I created Gadfly Lad specifically to spark conflict with Blockade Boy. As a former space-pirate and a habitual trespasser, Blockade Boy isn't much for rules. He's fearless, very opinionated, and a bit of a bully at times (although he'd never admit it). So I thought it would be fun to put Blockade Boy and Gadfly Lad in a setting where they're coworkers. When Blockade Boy was a space-pirate captain, he could "pull rank" on his crew, in order to get his way. He can't do that with Gadfly Lad. And it drives him apeshit.
In his current storyline, Blockade Boy has gone undercover as a futuristic mall Santa Claus. Guess who got tagged to play the requisite "elf"? So now these two jerkwads have to spend lots and lots of time together. And since Santa "outranks" his elves, Blockade Boy has pounced on the opportunity to push Gadfly Lad around.
Since my whacked-out future/alien version of Santa owes more to Zeus and Odin than it does to Saint Nicholas, I decided that the elf would look a bit like one of Odin's ravens. It also gave me an excuse to keep Gadfly Lad in his flying harness, just like Blockade Boy managed to work a recolored version of his force-field bracelets into his Santa costume. This would be the second time I've drawn Gadfly Lad, and the first time I've drawn him "realistically."
Since I normally draw, y'know, attractive people, it was fun to depict somebody with a less-than-ideal body type. Gadfly Lad is small, but wiry. He's a "hard gainer", as the gym queens say. Also, his hands and feet are much larger, proportionally, than the average. (I accidentally made the feet two different sizes, but c'est la vie.) This is a little bit like my own physique -- not that I have large hands, but my wrists are ridiculously thin and delicate-looking*, so my stubby paws look huge by comparison. Just as in the cartoon version, Gadfly Lad sports a large, round noggin. I probably made it a little too big, to be honest. Without the body hair, he'd look like a little kid.
The costume's beaky mask is based on the "long nose" masks popular at the Venice Carnival. The straps for the flying harness have been incorporated into a variation on traditional German lederhosen. The hair is spiked up, like ruffled feathers -- by Blockade Boy, who trapped a shrunk-down Gadfly Lad in a jar and poked at his coif with a toothbrush. (Blockade Boy: dickish control freak.)
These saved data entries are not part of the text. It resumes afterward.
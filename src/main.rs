use clap::{Parser, Subcommand};
use signet::{config, output, process, scan};
use std::path::PathBuf;

#[derive(Parser)]
#[command(name = "signet")]
#[command(about = "Stamp a signature onto every photo in a directory")]
#[command(long_about = "\
Stamp a signature onto every photo in a directory

Every file in the source directory whose extension is configured gets the
signature text drawn near its bottom-right corner. The result is written to
the output directory under the same name and in the same format.

  source-images/                 output-images/
  ├── 001-dawn.jpg         →     ├── 001-dawn.jpg       # signed
  ├── 002-dusk.jpg         →     ├── 002-dusk.jpg       # signed
  ├── notes.txt                  └── .watermark-cache.json
  └── archive/                   # subdirectories are ignored

Font size follows image area (1px per 19000 pixels, capped by
max_font_size). The text sits at 98% of the free space on each axis.

Run 'signet gen-config' to generate a documented signet.toml.")]
#[command(version)]
struct Cli {
    /// Output directory (overrides output_dir from the config)
    #[arg(long, global = true)]
    path: Option<PathBuf>,

    /// Source directory (overrides source_dir from the config)
    #[arg(long, global = true)]
    source: Option<PathBuf>,

    /// Config file (defaults to ./signet.toml when present)
    #[arg(long, global = true)]
    config: Option<PathBuf>,

    /// Disable the watermark cache and re-encode every image
    #[arg(long, global = true)]
    no_cache: bool,

    #[command(subcommand)]
    command: Option<Command>,
}

#[derive(Subcommand)]
enum Command {
    /// Watermark every matching file (the default)
    Run,
    /// List the files a run would process
    List,
    /// Print a stock signet.toml with all options documented
    GenConfig,
}

fn main() -> Result<(), Box<dyn std::error::Error>> {
    let cli = Cli::parse();

    match cli.command.as_ref().unwrap_or(&Command::Run) {
        Command::GenConfig => {
            print!("{}", config::stock_config_toml());
        }
        Command::List => {
            let config = load_config(&cli)?;
            let files = scan::list_files(&config.source_dir, &config.extensions)?;
            output::print_file_list(&config.source_dir, &files);
        }
        Command::Run => {
            let config = load_config(&cli)?;
            init_thread_pool(&config.processing);
            let (tx, rx) = std::sync::mpsc::channel();
            let printer = std::thread::spawn(move || {
                for event in rx {
                    for line in output::format_process_event(&event) {
                        println!("{}", line);
                    }
                }
            });
            let result = process::run(&config, !cli.no_cache, Some(tx));
            printer
                .join()
                .map_err(|_| "progress printer thread panicked")?;
            let result = result?;
            output::print_summary(&config.output_dir, &result.cache_stats);
        }
    }

    Ok(())
}

/// Config file (explicit or `./signet.toml`) with the directory flags applied.
fn load_config(cli: &Cli) -> Result<config::WatermarkConfig, config::ConfigError> {
    Ok(config::load_config(cli.config.as_deref())?
        .with_overrides(cli.source.clone(), cli.path.clone()))
}

/// Initialize the rayon thread pool based on processing config.
///
/// Caps at the number of available CPU cores; the user can constrain down, not up.
fn init_thread_pool(processing: &config::ProcessingConfig) {
    let threads = config::effective_threads(processing);
    rayon::ThreadPoolBuilder::new()
        .num_threads(threads)
        .build_global()
        .ok();
}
I needed reference photos of wiry, shirtless guys to add just the right amount of realism to my Gadfly Elf. A Google search on "Iggy Pop" did the trick!
I also realized that Iggy's scoliosis/Elephant Man posturing was the kind of thing I had already pictured my wriggly, anxious Gadfly Lad doing. (See my original cartoon of him, which I created in October.) It was truly serendipitous.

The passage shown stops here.